Adults who lived in an area in highest deprivation quartile according to Area Deprivation Index had lower odds of receiving a prescription than those in the least deprived quartile (aOR = 0.81; 95% CI, 0.72-0.92).
Strategies needed to improve access
In a model examining medication fills, Hispanic adults were less likely to fill an obesity medication than white adults (aOR = 0.51; 95% CI, 0.37-0.7), but no difference was observed between Black and white adults. Lower odds for a prescription fill were seen for adults with Medicaid (aOR = 0.41; 95% CI, 0.32-0.51), traditional Medicare (aOR = 0.38; 95% CI, 0.26-0.57) and Medicare Advantage (aOR = 0.37; 95% CI, 0.25-0.55) compared with those with private insurance. Adults receiving phentermine/topiramate were more likely to fill their prescription (aOR = 1.27; 95% CI, 1.08-1.51) and those receiving liraglutide (aOR = 0.61; 95% CI, 0.49-0.75) and orlistat (aOR = 0.11; 95% CI, 0.07-0.17) were less likely to fill their prescription than adults receiving naltrexone/bupropion. There was no difference in prescription fill odds between naltrexone/bupropion and semaglutide.
Gasoyan said the study reveals a need for strategies to address barriers to obesity medication access.

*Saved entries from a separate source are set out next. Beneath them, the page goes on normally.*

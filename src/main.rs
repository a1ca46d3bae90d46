extern crate env_logger;
#[macro_use]
extern crate log;

use std::io::Write;
use std::path::Path;

use anyhow::{Context, Result};
use clap::Parser;

mod alphabet;
mod cli;
mod dataset;
mod error;
mod generate;
mod motif;
mod preset;
mod report;
mod synth;

use alphabet::{WeightedAlphabet, Weights};
use cli::{Cli, Commands, GenerateArgs};
use dataset::{Dataset, DatasetSink};
use error::{SimError, SimResult};
use generate::GenerationSummary;
use report::RunReport;

struct Generated {
    dataset: Dataset,
    weights: Weights,
    summary: GenerationSummary,
    /// Outcome of closing the dataset file, reported once the dataset has been analysed.
    closed: SimResult<()>,
}

/// Builds the alphabet, opens the dataset file and runs the generation workers.
///
/// Configuration is fully checked before the dataset file is touched.
fn generate_dataset(args: &GenerateArgs) -> Result<Generated> {
    let weights = args.resolved_weights();
    if weights.is_all_zero() {
        return Err(SimError::invalid("all base weights are zero").into());
    }
    let opts = args.opts();
    opts.validate()?;

    let alphabet = WeightedAlphabet::new(weights)?;
    debug!("Built a base pool of {} entries", alphabet.len());

    let sink = DatasetSink::create(Path::new(&args.output))?;
    let summary = generate::generate(&opts, &alphabet, &sink)?;
    info!("Wrote {} sequences to {}", summary.persisted, args.output);

    let (dataset, closed) = close_sink(sink);
    Ok(Generated {
        dataset,
        weights,
        summary,
        closed,
    })
}

/// Closes the sink once every worker has joined. A close failure is logged here and handed back
/// so that analysis can still run on the in-memory dataset.
fn close_sink<W: Write>(sink: DatasetSink<W>) -> (Dataset, SimResult<()>) {
    let closed = sink.close();
    if let Err(e) = &closed {
        error!("{e}");
    }
    (sink.into_dataset(), closed)
}

/// Reports the most frequent motif, writes the JSON report if asked to, and only then surfaces
/// any error from closing the dataset file.
fn finish_run(
    dataset: &Dataset,
    report: &mut RunReport,
    report_path: Option<&str>,
    closed: SimResult<()>,
) -> Result<()> {
    analyse(dataset, report)?;

    if let Some(path) = report_path {
        report.write_json(path)?;
    }

    closed.context("Dataset file was not closed cleanly")
}

fn analyse(dataset: &Dataset, report: &mut RunReport) -> Result<()> {
    report.sequences_analysed = dataset.len();
    if dataset.is_empty() {
        warn!("The dataset holds no sequences");
    }
    report.most_frequent = motif::find_most_frequent(dataset, report.motif_size)?;
    report.print();
    Ok(())
}

fn try_main() -> Result<()> {
    env_logger::Builder::from_env(env_logger::Env::default().default_filter_or("info"))
        .format_target(false)
        .init();

    let cli = Cli::parse();

    info!("basesim v{}", cli::VERSION);

    match &cli.command {
        Commands::Run {
            generation,
            motif_size,
            report: report_path,
        } => {
            if *motif_size == 0 {
                return Err(SimError::invalid("the motif size must be positive").into());
            }

            let generated = generate_dataset(generation)?;

            let mut report = RunReport::new(&generation.output, *motif_size);
            report.weights = Some(generated.weights);
            report.generation = Some(generated.summary);

            finish_run(
                &generated.dataset,
                &mut report,
                report_path.as_deref(),
                generated.closed,
            )?;
            info!("Completed successfully.")
        }
        Commands::Generate { generation } => {
            generate_dataset(generation)?
                .closed
                .context("Dataset file was not closed cleanly")?;
            info!("Completed successfully.")
        }
        Commands::Analyse {
            dataset: input,
            motif_size,
            report: report_path,
        } => {
            if *motif_size == 0 {
                return Err(SimError::invalid("the motif size must be positive").into());
            }

            info!("Reading dataset from {input}");
            let sequences = Dataset::from_path(Path::new(input))?;
            info!(
                "Loaded {} sequences ({} bases)",
                sequences.len(),
                sequences.total_bases()
            );

            let mut report = RunReport::new(input, *motif_size);
            finish_run(&sequences, &mut report, report_path.as_deref(), Ok(()))?;
            info!("Completed successfully.")
        }
    };
    Ok(())
}

fn main() {
    if let Err(err) = try_main() {
        error!("{}", err);

        // report any errors that are produced
        err.chain()
            .skip(1)
            .for_each(|cause| error!("  because: {}", cause));

        std::process::exit(1);
    }
}
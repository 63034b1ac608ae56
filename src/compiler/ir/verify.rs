//! Module verifier
//!
//! Structural checks run after codegen and before the module is written out.
//! None of these should ever fire on user input; a failure here is a codegen
//! bug, so everything reports as a compiler error.
//!
//! Checked invariants:
//! - every basic block has exactly one terminator
//! - every branch targets a block that exists in the same function
//! - φ-nodes come before any other instruction in their block
//! - a φ-node's incoming labels are exactly the block's predecessors
//! - φ incoming value types agree with the φ's own type

use crate::compiler::compiler_messages::compiler_errors::CompileError;
use crate::compiler::ir::nodes::{Inst, IrFunction, IrModule, Terminator};
use crate::return_compiler_error;
use rustc_hash::{FxHashMap, FxHashSet};

pub fn verify_module(module: &IrModule) -> Result<(), CompileError> {
    let mut seen_names = FxHashSet::default();
    for func in &module.functions {
        if !seen_names.insert(func.name.as_str()) {
            return_compiler_error!("Duplicate function definition \"{}\"", func.name);
        }
        verify_function(func)?;
    }

    Ok(())
}

fn verify_function(func: &IrFunction) -> Result<(), CompileError> {
    if func.blocks.is_empty() {
        return_compiler_error!("Function \"{}\" has no blocks", func.name);
    }

    let labels: FxHashSet<&str> = func.blocks.iter().map(|b| b.label.as_str()).collect();

    // Predecessor sets, derived from the terminators
    let mut preds: FxHashMap<&str, FxHashSet<&str>> = FxHashMap::default();

    for block in &func.blocks {
        let term = match &block.terminator {
            Some(term) => term,
            None => {
                return_compiler_error!(
                    "Block \"{}\" in function \"{}\" has no terminator",
                    block.label,
                    func.name
                )
            }
        };

        let mut targets: Vec<&str> = Vec::new();
        match term {
            Terminator::Br { target } => targets.push(target),
            Terminator::CondBr {
                then_label,
                else_label,
                ..
            } => {
                targets.push(then_label);
                targets.push(else_label);
            }
            Terminator::Ret { .. } => {}
        }

        for target in targets {
            if !labels.contains(target) {
                return_compiler_error!(
                    "Block \"{}\" in function \"{}\" branches to unknown block \"{}\"",
                    block.label,
                    func.name,
                    target
                );
            }
            preds.entry(target).or_default().insert(&block.label);
        }
    }

    for block in &func.blocks {
        let mut past_leading_phis = false;

        for inst in &block.instructions {
            let phi = match inst {
                Inst::Phi { ty, incoming, .. } => {
                    if past_leading_phis {
                        return_compiler_error!(
                            "phi after a non-phi instruction in block \"{}\" of \"{}\"",
                            block.label,
                            func.name
                        );
                    }
                    Some((ty, incoming))
                }
                _ => {
                    past_leading_phis = true;
                    None
                }
            };

            let Some((phi_ty, incoming)) = phi else {
                continue;
            };

            let empty = FxHashSet::default();
            let block_preds = preds.get(block.label.as_str()).unwrap_or(&empty);

            let incoming_labels: FxHashSet<&str> =
                incoming.iter().map(|(_, label)| label.as_str()).collect();

            if incoming_labels != *block_preds || incoming.len() != block_preds.len() {
                return_compiler_error!(
                    "phi in block \"{}\" of \"{}\" does not match its predecessors",
                    block.label,
                    func.name
                );
            }

            for (value, _) in incoming {
                if value.ty() != *phi_ty {
                    return_compiler_error!(
                        "phi in block \"{}\" of \"{}\" mixes value types",
                        block.label,
                        func.name
                    );
                }
            }
        }
    }

    Ok(())
}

“Recently, the Congressional Budget Office shared in a blog post that it is looking for new research into factors affecting obesity medications use, including their take-up rates, to enhance its analysis of policies affecting the use of obesity treatments — particularly obesity pharmacotherapy,” Gasoyan said. “That is an encouraging step forward. At the same time, as newer and more effective obesity medications become available, heterogeneity in patient preferences for obesity management would increase too. Increased awareness of the existing disparities, addressing weight stigma and promoting patient-provider communication about obesity treatment and pharmacotherapy in particular could help.”